Injection of stem cells into the brain of a retarded Parkinson’s disease

The patient with Parkinson’s disease for the first time transplanted neurons derived from his own skin cells. The experiment was kept secret, but it turned out to be completely legal and safe. Since the operation two-and-a-half years, during this time, no side effects appeared. During this time his condition stabilized on progress too early, but signs of neurodegeneration doctors have not found. A study published in the journal The New England Journal of Medicine.

The technology of cellular reprogramming appeared in 2006, but its clinical applications are still not so much. The fact that the very process — the transformation of adult cells into induced pluripotent cells (similar to embryonic stem) and yet runs with low efficiency. Furthermore, embryonic cells can form a tumor, and even after their differencesbut in a particular cell type in culture can be dangerous clones. So while therapy with the use of reprogramming are rare. For example, in the fall of 2019 from reprogramming cells for the first time raised the cornea, and in early 2020 “patch” for the heart.

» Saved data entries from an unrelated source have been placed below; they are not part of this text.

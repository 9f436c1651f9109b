//! Classification of survey row types

/// Field types built from a single survey row
#[derive(Debug, Clone, Copy, PartialEq, Eq)]
pub enum FieldKind {
    Decimal,
    Integer,
    Text,
    Boolean,
    Note,
    Date,
    Time,
    Calculate,
    Table,
    Barcode,
    Geopoint,
    File,
    Image,
    Video,
    Range,
}

impl FieldKind {
    fn from_type(s: &str) -> Option<Self> {
        Some(match s {
            "decimal" => Self::Decimal,
            "integer" => Self::Integer,
            "text" => Self::Text,
            "boolean" => Self::Boolean,
            "note" => Self::Note,
            "date" => Self::Date,
            "time" => Self::Time,
            "calculate" => Self::Calculate,
            "table" => Self::Table,
            "barcode" => Self::Barcode,
            "geopoint" => Self::Geopoint,
            "file" => Self::File,
            "image" => Self::Image,
            "video" => Self::Video,
            "range" => Self::Range,
            _ => return None,
        })
    }
}

/// The meaning of the `type` cell of a survey row
#[derive(Debug, Clone, Copy, PartialEq, Eq)]
pub enum RowType<'a> {
    BeginGroup,
    EndGroup,
    BeginRepeat,
    EndRepeat,
    Field(FieldKind),
    /// `select_one <list>` or `select_multiple <list>`
    Select { multiple: bool, list: &'a str },
    /// Metadata collected by other xlsform tools, dropped here
    Ignored,
    /// A known xlsform type with no AJF counterpart
    Unsupported,
    Empty,
    Unknown,
}

const IGNORED: &[&str] = &[
    "start",
    "end",
    "today",
    "deviceid",
    "subscriberid",
    "simserial",
    "phonenumber",
    "username",
    "email",
];

const UNSUPPORTED: &[&str] = &[
    "geotrace",
    "geoshape",
    "datetime",
    "audio",
    "acknowledge",
    "hidden",
    "xml-external",
];

impl<'a> RowType<'a> {
    /// Classify a (canonicalized) type cell
    pub fn parse(s: &'a str) -> Self {
        match s {
            "" => return Self::Empty,
            "begin group" => return Self::BeginGroup,
            "end group" => return Self::EndGroup,
            "begin repeat" => return Self::BeginRepeat,
            "end repeat" => return Self::EndRepeat,
            _ => {}
        }
        if let Some(kind) = FieldKind::from_type(s) {
            return Self::Field(kind);
        }
        if let Some(list) = s.strip_prefix("select_one ") {
            return Self::Select {
                multiple: false,
                list,
            };
        }
        if let Some(list) = s.strip_prefix("select_multiple ") {
            return Self::Select {
                multiple: true,
                list,
            };
        }
        if IGNORED.contains(&s) {
            return Self::Ignored;
        }
        if UNSUPPORTED.contains(&s) || s.starts_with("rank ") {
            return Self::Unsupported;
        }
        Self::Unknown
    }

    pub fn is_begin(&self) -> bool {
        matches!(self, Self::BeginGroup | Self::BeginRepeat)
    }

    pub fn is_end(&self) -> bool {
        matches!(self, Self::EndGroup | Self::EndRepeat)
    }

    /// A row that becomes a field node
    pub fn is_field(&self) -> bool {
        matches!(self, Self::Field(_) | Self::Select { .. })
    }

    /// Name of the choice list of a select row
    pub fn choice_list(&self) -> Option<&'a str> {
        match self {
            Self::Select { list, .. } => Some(list),
            _ => None,
        }
    }
}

In both cases, the pioneers are the Japanese researchers since, as the Japanese biologists invented reprogrammable adult cells into stem cells, the country became one of the leaders in the field of cell therapy. In 2018 in Japan there was a project of another method: the researchers were going to try the reprogramming against Parkinson’s disease, that is to turn adult cells into embryonic, to develop them into progenitor cells of neurons and implanting in the patient’s brain. Clinical trials started in the fall of 2018, but their results are not yet published.

The Japanese team was the first who spoke about a similar experiment, but as it turned out, not the first one who launched it. As found magazine STAT, in the U.S. such a plan matured in 2014. In 2017, when Japan only built the test plans, the first patient had received an injection of cells, and now a team of doctors under the leadership of Kwang-soo Kim (Kwang-Soo Kim) from McLean hospital in Massachusetts published a report of this experimental therapy.

According STAT, the first patient is an American businessman, a former doctor George Lopez — Kim found himself 2013 and offered to sponsor his research. By that time, Lopez knew that he had Parkinson’s disease, but had not counted on the fact that doctors will be able to help him. Nevertheless, with funding and accelerating research in a few years, Kim was ready to try out the Lopez your method.

The researchers took human skin cells were reprogrammable them in embryonic stem and then differentiated into the precursors of dopaminergic neurons — those that die in patients with Parkinson’s disease. To make sure that their Protocol is robust, Kim and colleagues have tested it on humanized mice are animals with immunodeficiency, which transplanted human blood cells. They implanted the resulting neurons in the brain and then followed the level of immune aggression. As one would expect if the blood cells and neurons were obtained from one patient, the immune response does not occur, and if different, in the developed brain inflammation.

At the same time, the authors came up with a way to get rid of undifferentiated cells in culture. For this they were treated with quercetin — a substance of plant origin, which is used in anticancer therapy — then “suspicious” cells were not more than one in a billion.

Kim and colleagues kept the experiment a secret and did not publish preliminary statements. However, it was absolutely legal: they got permission from the FDA to use his method in exceptional circumstances — that is, only a terminally ill person, and each time the procedure must be confirmed again. In the first stage of the work the FDA has agreed to the imposition of the cells only in the left hemisphere of the brain. In a second series of injections in the right hemisphere — the Agency has agreed only six months later, when it became clear that the procedure does not cause any side effects.